◆ **What you need to do**
Exercise in exact copying. Transcribe every entry that follows, word for word.

◆ **Data records**
use crate::core::filters::{FilterError, MatchFilterSet};

/// Query key carrying the directional limit
pub const LIMIT: &str = "limit";

/// Parsed query of a match list request
#[derive(Debug, Clone, Default, PartialEq)]
pub struct MatchQuery {
    pub filters: MatchFilterSet,
    /// Positive: earliest first. Negative: latest first.
    pub limit: Option<i64>,
}

impl MatchQuery {
    /// Parse raw, possibly repeated, query parameters
    ///
    /// Everything is validated up front; a query that fails here never
    /// produces a partial result.
    pub fn from_params<'a, I>(params: I) -> Result<Self, FilterError>
    where
        I: IntoIterator<Item = (&'a str, &'a str)>,
    {
        let (limits, filters): (Vec<_>, Vec<_>) =
            params.into_iter().partition(|(key, _)| *key == LIMIT);

        let filters = MatchFilterSet::build(filters)?;

        let limit = match limits.first() {
            Some((_, raw)) => Some(
                raw.parse::<i64>()
                    .map_err(|_| FilterError::InvalidLimit(raw.to_string()))?,
            ),
            None => None,
        };

        Ok(Self { filters, limit })
    }
}

#[cfg(test)]
mod tests {
    use super::*;

    #[test]
    fn test_limit_is_not_a_filter() {
        let query = MatchQuery::from_params([("arena", "A"), ("limit", "-1")]).unwrap();
        assert_eq!(query.limit, Some(-1));
        assert_eq!(query.filters.filters().len(), 1);
    }

    #[test]
    fn test_no_params() {
        assert_eq!(MatchQuery::from_params([]).unwrap(), MatchQuery::default());
    }

    #[test]
    fn test_bad_limit() {
        assert_eq!(
            MatchQuery::from_params([("limit", "ten")]).unwrap_err(),
            FilterError::InvalidLimit("ten".to_string())
        );
    }

    #[test]
    fn test_unknown_filter_reported_before_bad_limit() {
        assert_eq!(
            MatchQuery::from_params([("limit", "ten"), ("bees", "1")]).unwrap_err(),
            FilterError::UnknownFilter("bees".to_string())
        );
    }
}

◆ **Task solution**
use crate::core::filters::{FilterError, MatchFilterSet};

/// Query key carrying the directional limit
pub const LIMIT: &str = "limit";

/// Parsed query of a match list request
#[derive(Debug, Clone, Default, PartialEq)]
pub struct MatchQuery {
    pub filters: MatchFilterSet,
    /// Positive: earliest first. Negative: latest first.
    pub limit: Option<i64>,
}

impl MatchQuery {
    /// Parse raw, possibly repeated, query parameters
    ///
    /// Everything is validated up front; a query that fails here never
    /// produces a partial result.
    pub fn from_params<'a, I>(params: I) -> Result<Self, FilterError>
    where
        I: IntoIterator<Item = (&'a str, &'a str)>,
    {
        let (limits, filters): (Vec<_>, Vec<_>) =
            params.into_iter().partition(|(key, _)| *key == LIMIT);

        let filters = MatchFilterSet::build(filters)?;

        let limit = match limits.first() {
            Some((_, raw)) => Some(
                raw.parse::<i64>()
                    .map_err(|_| FilterError::InvalidLimit(raw.to_string()))?,
            ),
            None => None,
        };

        Ok(Self { filters, limit })
    }
}

#[cfg(test)]
mod tests {
    use super::*;

    #[test]
    fn test_limit_is_not_a_filter() {
        let query = MatchQuery::from_params([("arena", "A"), ("limit", "-1")]).unwrap();
        assert_eq!(query.limit, Some(-1));
        assert_eq!(query.filters.filters().len(), 1);
    }

    #[test]
    fn test_no_params() {
        assert_eq!(MatchQuery::from_params([]).unwrap(), MatchQuery::default());
    }

    #[test]
    fn test_bad_limit() {
        assert_eq!(
            MatchQuery::from_params([("limit", "ten")]).unwrap_err(),
            FilterError::InvalidLimit("ten".to_string())
        );
    }

    #[test]
    fn test_unknown_filter_reported_before_bad_limit() {
        assert_eq!(
            MatchQuery::from_params([("limit", "ten"), ("bees", "1")]).unwrap_err(),
            FilterError::UnknownFilter("bees".to_string())
        );
    }
}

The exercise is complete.